Matteo Salvini
Matteo Salvini, vicepresidente y ministro de Interior de Italia. EFE

Matteo Salvini no suele dejar indiferente cuando habla públicamente, sea del tema que sea. El fútbol no es un asunto que le sea ajeno, sino todo lo contrario: es un aficionado declarado del Milan, y por eso no ha aceptado la actitud que tuvo Gonzalo Higuaín a la hora de irse al Chelsea.

El ministro de Interior de la república italiana fue muy duro con el argentino, e incluso insinúa una amenaza. "Se ha comportado de manera indigna.

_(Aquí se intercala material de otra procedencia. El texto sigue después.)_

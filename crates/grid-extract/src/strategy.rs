//! Strategies for turning a pixel map into reads against the backing array.
//!
//! | Strategy        | Read calls          | Values read                   |
//! |-----------------|---------------------|-------------------------------|
//! | `PixelByPixel`  | one per source cell | unique (i, j) pairs           |
//! | `Scanline`      | one per source row  | sum of row spans              |
//! | `BoundingBox`   | one                 | whole `[min, max]` rectangle  |
//!
//! All three produce identical output for the same map, reader and slice;
//! they differ only in I/O pattern.

use std::fmt;
use std::str::FromStr;
use std::time::Instant;

use serde::{Deserialize, Serialize};

use crate::conversion::ValueConversion;
use crate::error::{ExtractError, Result};
use crate::pixel_map::{PixelGroup, PixelMap};
use crate::reader::ArrayReader;
use crate::types::Slice;

/// How source values are fetched for a pixel map.
#[derive(Debug, Clone, Copy, PartialEq, Eq, Hash, Serialize, Deserialize)]
#[serde(rename_all = "snake_case")]
pub enum DataReadingStrategy {
    /// One 1×1 read per touched source cell. Best for sparse targets on
    /// remote stores with cheap small reads.
    PixelByPixel,
    /// One read per touched row, spanning the first to last touched column.
    Scanline,
    /// A single read of the bounding rectangle. Best for dense targets.
    BoundingBox,
}

impl DataReadingStrategy {
    pub const ALL: [DataReadingStrategy; 3] = [
        DataReadingStrategy::PixelByPixel,
        DataReadingStrategy::Scanline,
        DataReadingStrategy::BoundingBox,
    ];

    /// Get the strategy name as a string.
    pub fn as_str(&self) -> &'static str {
        match self {
            Self::PixelByPixel => "pixel_by_pixel",
            Self::Scanline => "scanline",
            Self::BoundingBox => "bounding_box",
        }
    }

    /// Fill a `map.target_len()` output from `reader`.
    ///
    /// Targets the map did not resolve stay NaN, as do targets whose raw
    /// value is missing under `conversion`.
    pub fn read(
        self,
        map: &PixelMap,
        reader: &dyn ArrayReader,
        slice: Slice,
        conversion: &ValueConversion,
    ) -> Result<Vec<f32>> {
        let mut output = vec![f32::NAN; map.target_len()];
        if map.is_empty() {
            return Ok(output);
        }
        if reader.shape() != map.source_shape() {
            return Err(ExtractError::config(format!(
                "reader shape {:?} does not match pixel map source shape {:?}",
                reader.shape(),
                map.source_shape()
            )));
        }

        let start = Instant::now();
        match self {
            Self::PixelByPixel => read_pixel_by_pixel(map, reader, slice, conversion, &mut output)?,
            Self::Scanline => read_scanline(map, reader, slice, conversion, &mut output)?,
            Self::BoundingBox => read_bounding_box(map, reader, slice, conversion, &mut output)?,
        }

        tracing::debug!(
            strategy = self.as_str(),
            groups = map.unique_ij_pairs(),
            targets = map.target_len(),
            elapsed_ms = start.elapsed().as_millis() as u64,
            "Read pixel map"
        );
        Ok(output)
    }
}

impl Default for DataReadingStrategy {
    fn default() -> Self {
        Self::Scanline
    }
}

impl fmt::Display for DataReadingStrategy {
    fn fmt(&self, f: &mut fmt::Formatter<'_>) -> fmt::Result {
        f.write_str(self.as_str())
    }
}

impl FromStr for DataReadingStrategy {
    type Err = String;

    fn from_str(s: &str) -> std::result::Result<Self, Self::Err> {
        match s.to_lowercase().replace('-', "_").as_str() {
            "pixel_by_pixel" | "pixel" => Ok(Self::PixelByPixel),
            "scanline" | "row" => Ok(Self::Scanline),
            "bounding_box" | "bbox" => Ok(Self::BoundingBox),
            other => Err(format!("unknown read strategy '{other}'")),
        }
    }
}

/// Write one converted value to every target of a group.
fn scatter(output: &mut [f32], group: &PixelGroup<'_>, value: f32) {
    for target in group.targets() {
        output[target] = value;
    }
}

fn read_pixel_by_pixel(
    map: &PixelMap,
    reader: &dyn ArrayReader,
    slice: Slice,
    conversion: &ValueConversion,
    output: &mut [f32],
) -> Result<()> {
    for group in map.groups() {
        let rect = reader.read_rectangle(slice, group.i..group.i + 1, group.j..group.j + 1)?;
        rect.check_shape(1, 1)?;
        scatter(output, &group, conversion.convert(rect.value(0, 0)?));
    }
    Ok(())
}

fn read_scanline(
    map: &PixelMap,
    reader: &dyn ArrayReader,
    slice: Slice,
    conversion: &ValueConversion,
    output: &mut [f32],
) -> Result<()> {
    let mut groups = map.groups().peekable();
    let mut row = Vec::new();
    while let Some(first) = groups.next() {
        row.clear();
        row.push(first);
        while let Some(group) = groups.next_if(|g| g.j == first.j) {
            row.push(group);
        }

        // Groups within a row are sorted by i
        let first_i = first.i;
        let last_i = row[row.len() - 1].i;
        let width = last_i - first_i + 1;
        let rect = reader.read_rectangle(slice, first_i..last_i + 1, first.j..first.j + 1)?;
        rect.check_shape(width, 1)?;

        for group in &row {
            let raw = rect.value(group.i - first_i, 0)?;
            scatter(output, group, conversion.convert(raw));
        }
    }
    Ok(())
}

fn read_bounding_box(
    map: &PixelMap,
    reader: &dyn ArrayReader,
    slice: Slice,
    conversion: &ValueConversion,
    output: &mut [f32],
) -> Result<()> {
    let (Some(min_i), Some(max_i), Some(min_j), Some(max_j)) =
        (map.min_i(), map.max_i(), map.min_j(), map.max_j())
    else {
        return Ok(());
    };

    let (width, height) = (max_i - min_i + 1, max_j - min_j + 1);
    let rect = reader.read_rectangle(slice, min_i..max_i + 1, min_j..max_j + 1)?;
    rect.check_shape(width, height)?;

    for group in map.groups() {
        let raw = rect.value(group.i - min_i, group.j - min_j)?;
        scatter(output, &group, conversion.convert(raw));
    }
    Ok(())
}
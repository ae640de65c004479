//! Scenario execution: index builds, timed queries and read cost estimates.

use std::sync::Arc;
use std::time::Instant;

use grid_extract::{DataReadingStrategy, PixelMap, SourceGrid};
use grid_geometry::{CurvilinearGrid, RegularGrid};
use grid_index::{build_index, IndexConfig, IndexKind, KdTreeParams, SpatialIndex};
use hdrhistogram::Histogram;
use serde::Serialize;
use test_utils::random_points_in;
use tracing::info;

use crate::config::{inset, Scenario};

/// Results for one index kind.
#[derive(Debug, Clone, Serialize)]
pub struct IndexResult {
    pub kind: IndexKind,
    pub build_ms: f64,
    pub memory_bytes: usize,
    /// Fraction of query points that resolved to a cell.
    pub hit_rate: f64,
    /// Fraction of query points answered exactly as the reference index.
    pub agreement: f64,
    pub query_p50_ns: u64,
    pub query_p99_ns: u64,
    pub query_max_ns: u64,
    pub pixel_map_ms: f64,
}

/// Estimated I/O for one read strategy over the target image.
#[derive(Debug, Clone, Serialize)]
pub struct StrategyCost {
    pub strategy: DataReadingStrategy,
    pub read_calls: usize,
    pub values_read: usize,
}

/// Complete results of a scenario run.
#[derive(Debug, Clone, Serialize)]
pub struct ScenarioResults {
    pub scenario: String,
    pub ni: usize,
    pub nj: usize,
    pub queries: usize,
    pub indexes: Vec<IndexResult>,
    pub unique_ij_pairs: usize,
    pub target_points: usize,
    pub strategies: Vec<StrategyCost>,
}

/// One point of a KD-tree parameter sweep.
#[derive(Debug, Clone, Serialize)]
pub struct TuneResult {
    pub k: usize,
    pub expansion_factor: f64,
    pub mean_query_ns: f64,
    pub hit_rate: f64,
    pub agreement: f64,
}

/// Answers of the exact bulk-loaded R-tree, used as the reference.
fn reference_answers(
    grid: &Arc<CurvilinearGrid>,
    points: &[(f64, f64)],
) -> anyhow::Result<Vec<Option<(usize, usize)>>> {
    let reference = build_index(IndexKind::PriorityRTree, grid.clone(), &IndexConfig::default())?;
    Ok(points
        .iter()
        .map(|&(lon, lat)| reference.nearest_cell(lon, lat))
        .collect())
}

struct QueryStats {
    histogram: Histogram<u64>,
    total_ns: u64,
    hits: usize,
    agreeing: usize,
}

fn time_queries(
    index: &dyn SpatialIndex,
    points: &[(f64, f64)],
    reference: &[Option<(usize, usize)>],
) -> anyhow::Result<QueryStats> {
    let mut stats = QueryStats {
        histogram: Histogram::new(3)?,
        total_ns: 0,
        hits: 0,
        agreeing: 0,
    };
    for (&(lon, lat), expected) in points.iter().zip(reference) {
        let start = Instant::now();
        let found = index.nearest_cell(lon, lat);
        let ns = start.elapsed().as_nanos() as u64;

        stats.histogram.record(ns.max(1)).ok();
        stats.total_ns += ns;
        stats.hits += usize::from(found.is_some());
        stats.agreeing += usize::from(found == *expected);
    }
    Ok(stats)
}

/// Run every index kind of `scenario` and estimate read costs.
pub fn run_scenario(scenario: &Scenario) -> anyhow::Result<ScenarioResults> {
    let coords = scenario.grid.coordinates()?;
    let (ni, nj) = (coords.ni(), coords.nj());
    let grid = Arc::new(CurvilinearGrid::from_coordinates(coords));
    let bbox = grid.bounding_box();

    let mut config = scenario.index.clone();
    if config.kdtree.is_none() {
        config.kdtree = Some(KdTreeParams::from_grid(&grid));
    }

    // Query inside the grid with a margin so that misses are exercised too
    let points = random_points_in(&inset(&bbox, -0.05), scenario.queries, scenario.seed());
    let reference = reference_answers(&grid, &points)?;
    let target = RegularGrid::from_bbox(&bbox, scenario.target.width, scenario.target.height)?;

    let mut indexes = Vec::new();
    let mut costs_map = None;
    for kind in scenario.kinds() {
        let start = Instant::now();
        let index = build_index(kind, grid.clone(), &config)?;
        let build_ms = start.elapsed().as_secs_f64() * 1000.0;

        let stats = time_queries(index.as_ref(), &points, &reference)?;

        let start = Instant::now();
        let map = PixelMap::new(&SourceGrid::Curvilinear(index.clone()), &target)?;
        let pixel_map_ms = start.elapsed().as_secs_f64() * 1000.0;

        let result = IndexResult {
            kind,
            build_ms,
            memory_bytes: index.memory_bytes(),
            hit_rate: stats.hits as f64 / points.len() as f64,
            agreement: stats.agreeing as f64 / points.len() as f64,
            query_p50_ns: stats.histogram.value_at_quantile(0.50),
            query_p99_ns: stats.histogram.value_at_quantile(0.99),
            query_max_ns: stats.histogram.max(),
            pixel_map_ms,
        };
        info!(
            kind = %kind,
            build_ms = result.build_ms,
            hit_rate = result.hit_rate,
            agreement = result.agreement,
            "Index benchmarked"
        );
        indexes.push(result);

        // Costs come from an exact index when one was run
        if costs_map.is_none() || kind == IndexKind::PriorityRTree {
            costs_map = Some(map);
        }
    }

    let map = costs_map.ok_or_else(|| anyhow::anyhow!("scenario runs no index kinds"))?;
    let strategies = DataReadingStrategy::ALL
        .into_iter()
        .map(|strategy| {
            let cost = map.estimate_cost(strategy);
            StrategyCost {
                strategy,
                read_calls: cost.read_calls,
                values_read: cost.values_read,
            }
        })
        .collect();

    Ok(ScenarioResults {
        scenario: scenario.name.clone(),
        ni,
        nj,
        queries: points.len(),
        indexes,
        unique_ij_pairs: map.unique_ij_pairs(),
        target_points: map.target_len(),
        strategies,
    })
}

/// Sweep KD-tree `k` and `expansion_factor`, scoring each pair against the
/// priority R-tree.
pub fn tune_kdtree(
    scenario: &Scenario,
    ks: &[usize],
    expansion_factors: &[f64],
) -> anyhow::Result<Vec<TuneResult>> {
    let grid = Arc::new(CurvilinearGrid::from_coordinates(scenario.grid.coordinates()?));
    let points = random_points_in(&inset(&grid.bounding_box(), -0.05), scenario.queries, scenario.seed());
    let reference = reference_answers(&grid, &points)?;
    let base = scenario
        .index
        .kdtree
        .unwrap_or_else(|| KdTreeParams::from_grid(&grid));

    let mut results = Vec::with_capacity(ks.len() * expansion_factors.len());
    for &k in ks {
        for &expansion_factor in expansion_factors {
            let config = IndexConfig {
                kdtree: Some(KdTreeParams {
                    k,
                    expansion_factor,
                    ..base
                }),
                ..scenario.index.clone()
            };
            let index = build_index(IndexKind::KdTree, grid.clone(), &config)?;
            let stats = time_queries(index.as_ref(), &points, &reference)?;

            results.push(TuneResult {
                k,
                expansion_factor,
                mean_query_ns: stats.total_ns as f64 / points.len() as f64,
                hit_rate: stats.hits as f64 / points.len() as f64,
                agreement: stats.agreeing as f64 / points.len() as f64,
            });
        }
    }
    Ok(results)
}
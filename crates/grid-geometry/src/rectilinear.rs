//! Rectilinear lon/lat grids whose axes need not be evenly spaced.
//!
//! Both [`RegularAxis`] and [`ReferenceableAxis`] implement
//! [`CoordinateAxis`], which is all the per-axis pixel mapping needs.

use crate::error::{GeometryError, Result};
use crate::regular::RegularAxis;

/// A 1-D coordinate axis that can locate values by index.
pub trait CoordinateAxis: Send + Sync {
    /// Number of values on the axis.
    fn len(&self) -> usize;

    fn is_empty(&self) -> bool {
        self.len() == 0
    }

    /// Coordinate value at `index`.
    fn value(&self, index: usize) -> f64;

    /// Index of the value nearest to `value`, `None` beyond the axis ends.
    fn nearest_index(&self, value: f64) -> Option<usize>;
}

impl CoordinateAxis for RegularAxis {
    fn len(&self) -> usize {
        self.count
    }

    fn value(&self, index: usize) -> f64 {
        RegularAxis::value(self, index)
    }

    fn nearest_index(&self, value: f64) -> Option<usize> {
        RegularAxis::nearest_index(self, value)
    }
}

/// A strictly monotonic, arbitrarily spaced 1-D coordinate axis.
///
/// Lookups binary-search the values. A value is accepted up to half the
/// end spacing beyond the first and last values, the same extension a
/// [`RegularAxis`] gives. Equidistant values resolve to the higher index.
#[derive(Debug, Clone, PartialEq)]
pub struct ReferenceableAxis {
    values: Vec<f64>,
    descending: bool,
    is_longitude: bool,
}

impl ReferenceableAxis {
    pub fn new(values: Vec<f64>, is_longitude: bool) -> Result<Self> {
        if values.len() < 2 {
            return Err(GeometryError::invalid_axis(format!(
                "referenceable axis needs at least 2 values, got {}",
                values.len()
            )));
        }
        if let Some(index) = values.iter().position(|v| !v.is_finite()) {
            return Err(GeometryError::invalid_axis(format!(
                "non-finite axis value at index {index}"
            )));
        }
        let descending = values[1] < values[0];
        let monotonic = values.windows(2).all(|w| {
            if descending {
                w[1] < w[0]
            } else {
                w[1] > w[0]
            }
        });
        if !monotonic {
            return Err(GeometryError::invalid_axis(
                "axis values must be strictly increasing or strictly decreasing",
            ));
        }
        Ok(Self {
            values,
            descending,
            is_longitude,
        })
    }

    pub fn values(&self) -> &[f64] {
        &self.values
    }

    pub fn is_longitude(&self) -> bool {
        self.is_longitude
    }

    pub fn len(&self) -> usize {
        self.values.len()
    }

    pub fn is_empty(&self) -> bool {
        self.values.is_empty()
    }

    /// Coordinate value at `index`.
    pub fn value(&self, index: usize) -> f64 {
        self.values[index]
    }

    /// Index of the value nearest to `value`; longitude axes also try
    /// `value ± 360`.
    pub fn nearest_index(&self, value: f64) -> Option<usize> {
        if !value.is_finite() {
            return None;
        }
        if let Some(index) = self.index_in_range(value) {
            return Some(index);
        }
        if self.is_longitude {
            self.index_in_range(value + 360.0)
                .or_else(|| self.index_in_range(value - 360.0))
        } else {
            None
        }
    }

    /// Values mirrored so they always ascend.
    #[inline]
    fn key(&self, value: f64) -> f64 {
        if self.descending {
            -value
        } else {
            value
        }
    }

    fn index_in_range(&self, value: f64) -> Option<usize> {
        let n = self.values.len();
        let target = self.key(value);
        let first = self.key(self.values[0]);
        let last = self.key(self.values[n - 1]);
        let lower_edge = first - (self.key(self.values[1]) - first) / 2.0;
        let upper_edge = last + (last - self.key(self.values[n - 2])) / 2.0;
        if target <= lower_edge || target >= upper_edge {
            return None;
        }

        let above = self.values.partition_point(|&v| self.key(v) < target);
        let index = if above == 0 {
            0
        } else if above == n {
            n - 1
        } else {
            let below = above - 1;
            let to_below = target - self.key(self.values[below]);
            let to_above = self.key(self.values[above]) - target;
            if to_below < to_above {
                below
            } else {
                above
            }
        };
        Some(index)
    }
}

impl CoordinateAxis for ReferenceableAxis {
    fn len(&self) -> usize {
        self.values.len()
    }

    fn value(&self, index: usize) -> f64 {
        self.values[index]
    }

    fn nearest_index(&self, value: f64) -> Option<usize> {
        ReferenceableAxis::nearest_index(self, value)
    }
}

/// A lon/lat grid with independent, possibly irregular axes: `x` is the
/// longitude axis (i), `y` the latitude axis (j).
#[derive(Debug, Clone, PartialEq)]
pub struct RectilinearGrid {
    pub x: ReferenceableAxis,
    pub y: ReferenceableAxis,
}

impl RectilinearGrid {
    pub fn new(x: ReferenceableAxis, y: ReferenceableAxis) -> Result<Self> {
        if !x.is_longitude {
            return Err(GeometryError::invalid_axis("x axis must be a longitude axis"));
        }
        if y.is_longitude {
            return Err(GeometryError::invalid_axis("y axis must be a latitude axis"));
        }
        Ok(Self { x, y })
    }

    pub fn ni(&self) -> usize {
        self.x.len()
    }

    pub fn nj(&self) -> usize {
        self.y.len()
    }

    /// Number of points, i fastest.
    pub fn len(&self) -> usize {
        self.ni() * self.nj()
    }

    pub fn is_empty(&self) -> bool {
        self.len() == 0
    }

    /// Coordinates of point `index` (i fastest).
    pub fn lon_lat(&self, index: usize) -> (f64, f64) {
        let ni = self.ni();
        (self.x.value(index % ni), self.y.value(index / ni))
    }

    /// The cell `(i, j)` nearest to a point, if the point falls within the
    /// grid.
    pub fn find_cell(&self, lon: f64, lat: f64) -> Option<(usize, usize)> {
        Some((self.x.nearest_index(lon)?, self.y.nearest_index(lat)?))
    }
}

Espero que no se deje ver más por Milán. No me gustan los mercenarios", afirmó tras el 0-0 del equipo rossonero frente al Nápoles. "Me alegra que se haya ido. El apego a la camiseta es fundamental", afirmó.

Salvini también ha destacado que la llegada de Krzysztof Piatek ha sido una buena noticia para el club, aunque su elogio puede leerse desde un punto de vista político. "Me gusta, además es comunitario", dijo sobre el delantero polaco.

Las decisiones del secretario general de la Lega Norte sobre la inmigración se han considerado ultraderechistas, y él mismo se siente orgulloso de cerrar fronteras.